• **WORK INSTRUCTION**: From the entries below, determine the number of lines that contain "VenueRepository". Give that number by itself.

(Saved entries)
//! # Showtime Scheduler
//!
//! Owns showtime records and enforces the per-screen non-overlap
//! invariant on create/update/delete. Also carries the read-only query
//! surface layered over showtime storage.
//!
//! ## Create Flow
//! ```text
//! ┌─────────────────────────────────────────────────────────────────────────┐
//! │                       Scheduler Create                                  │
//! │                                                                         │
//! │  1. VALIDATE FIELDS (pure, before any storage access)                  │
//! │     └── title non-empty, end > start, screen > 0, price >= 0           │
//! │                                                                         │
//! │  2. BEGIN TRANSACTION                                                  │
//! │     ├── venue exists?           → NotFound if absent                   │
//! │     ├── overlapping showtime?   → Conflict if clash                    │
//! │     └── INSERT with generated id + timestamps                          │
//! │                                                                         │
//! │  3. COMMIT (failure at any step leaves no partial state)               │
//! │                                                                         │
//! └─────────────────────────────────────────────────────────────────────────┘
//! ```
//!
//! ## Concurrency
//! The clash check and the insert run inside one write transaction.
//! SQLite holds a single write lock, so two concurrent creates for the
//! same screen cannot both observe "no clash" and both commit; the
//! loser either waits for the winner's commit (and then sees the clash)
//! or fails its commit and surfaces a storage error.

use chrono::Utc;
use sqlx::SqlitePool;
use tracing::debug;
use uuid::Uuid;

use crate::error::{ConflictError, ServiceError, ServiceResult};
use crate::repository::showtime::ShowtimeRepository;
use crate::repository::venue::VenueRepository;
use cinema_core::validation::validate_showtime;
use cinema_core::{NewShowtime, Showtime, ShowtimeFilter, ShowtimeUpdate};

/// Transactional scheduling service for showtimes.
#[derive(Debug, Clone)]
pub struct ShowtimeScheduler {
    pool: SqlitePool,
}

impl ShowtimeScheduler {
    /// Creates a new ShowtimeScheduler.
    pub fn new(pool: SqlitePool) -> Self {
        ShowtimeScheduler { pool }
    }

    // =========================================================================
    // Mutations
    // =========================================================================

    /// Creates a showtime.
    ///
    /// ## Failure Order
    /// 1. `Validation` - field violations, checked before storage
    /// 2. `NotFound`   - referenced venue absent
    /// 3. `Conflict`   - overlapping showtime on the same screen
    pub async fn create(&self, input: NewShowtime) -> ServiceResult<Showtime> {
        validate_showtime(&input)?;

        let mut tx = self.pool.begin().await.map_err(crate::error::DbError::from)?;

        if !VenueRepository::exists(&mut tx, &input.venue_id).await? {
            return Err(ServiceError::not_found("Venue", &input.venue_id));
        }

        if ShowtimeRepository::exists_overlapping(
            &mut tx,
            &input.venue_id,
            input.screen_number,
            input.start_time,
            input.end_time,
            None,
        )
        .await?
        {
            return Err(ConflictError::OverlappingShowtime {
                venue_id: input.venue_id.clone(),
                screen_number: input.screen_number,
            }
            .into());
        }

        let now = Utc::now();
        let showtime = Showtime {
            id: Uuid::new_v4().to_string(),
            movie_title: input.movie_title,
            screen_number: input.screen_number,
            start_time: input.start_time,
            end_time: input.end_time,
            ticket_price_cents: input.ticket_price_cents,
            language: input.language,
            format: input.format,
            venue_id: input.venue_id,
            created_at: now,
            updated_at: now,
        };

        ShowtimeRepository::insert(&mut tx, &showtime).await?;
        tx.commit().await.map_err(crate::error::DbError::from)?;

        debug!(id = %showtime.id, title = %showtime.movie_title, "Showtime created");
        Ok(showtime)
    }

    /// Applies a partial update to a showtime.
    ///
    /// Fields left as `None` keep their current value. The merged record
    /// is fully re-validated and clash-checked, excluding the record's
    /// own id, so an update without time changes never conflicts with
    /// itself. An update with no fields at all is a no-op that returns
    /// the stored record without touching `updated_at`.
    pub async fn update(&self, id: &str, update: ShowtimeUpdate) -> ServiceResult<Showtime> {
        let mut tx = self.pool.begin().await.map_err(crate::error::DbError::from)?;

        let existing = ShowtimeRepository::fetch_by_id(&mut tx, id)
            .await?
            .ok_or_else(|| ServiceError::not_found("Showtime", id))?;

        if update.is_empty() {
            return Ok(existing);
        }

        let merged = update.apply_to(&existing);
        validate_showtime(&merged)?;

        if !VenueRepository::exists(&mut tx, &merged.venue_id).await? {
            return Err(ServiceError::not_found("Venue", &merged.venue_id));
        }

        if ShowtimeRepository::exists_overlapping(
            &mut tx,
            &merged.venue_id,
            merged.screen_number,
            merged.start_time,
            merged.end_time,
            Some(id),
        )
        .await?
        {
            return Err(ConflictError::OverlappingShowtime {
                venue_id: merged.venue_id.clone(),
                screen_number: merged.screen_number,
            }
            .into());
        }

        let showtime = Showtime {
            id: existing.id,
            movie_title: merged.movie_title,
            screen_number: merged.screen_number,
            start_time: merged.start_time,
            end_time: merged.end_time,
            ticket_price_cents: merged.ticket_price_cents,
            language: merged.language,
            format: merged.format,
            venue_id: merged.venue_id,
            created_at: existing.created_at,
            updated_at: Utc::now(),
        };

        ShowtimeRepository::update_row(&mut tx, &showtime).await?;
        tx.commit().await.map_err(crate::error::DbError::from)?;

        debug!(id = %showtime.id, "Showtime updated");
        Ok(showtime)
    }

    /// Deletes a showtime, cascading its tickets.
    ///
    /// Returns true when the record existed. A missing id is NOT an
    /// error here - a deliberate soft contract, distinct from reads.
    pub async fn delete(&self, id: &str) -> ServiceResult<bool> {
        let deleted = self.repo().delete(id).await?;
        Ok(deleted)
    }

    // =========================================================================
    // Reads
    // =========================================================================

    /// Gets a showtime by ID, failing with `NotFound` when absent.
    pub async fn get(&self, id: &str) -> ServiceResult<Showtime> {
        self.repo()
            .get_by_id(id)
            .await?
            .ok_or_else(|| ServiceError::not_found("Showtime", id))
    }

    /// Lists all showtimes for a venue.
    pub async fn list_by_venue(&self, venue_id: &str) -> ServiceResult<Vec<Showtime>> {
        Ok(self.repo().list_by_venue(venue_id).await?)
    }

    /// Case-insensitive substring search on movie titles.
    pub async fn search_by_title(&self, query: &str) -> ServiceResult<Vec<Showtime>> {
        Ok(self.repo().search_by_title(query).await?)
    }

    /// Lists showtimes for a venue intersecting the window `[from, to)`.
    pub async fn list_in_window(
        &self,
        venue_id: &str,
        from: chrono::DateTime<Utc>,
        to: chrono::DateTime<Utc>,
    ) -> ServiceResult<Vec<Showtime>> {
        Ok(self.repo().list_in_window(venue_id, from, to).await?)
    }

    /// Combined filter over title substring, venue, and time window.
    pub async fn filter(&self, filter: &ShowtimeFilter) -> ServiceResult<Vec<Showtime>> {
        Ok(self.repo().filter(filter).await?)
    }

    fn repo(&self) -> ShowtimeRepository {
        ShowtimeRepository::new(self.pool.clone())
    }
}

// =============================================================================
// Unit Tests
// =============================================================================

• **WRITTEN REPLY**: 3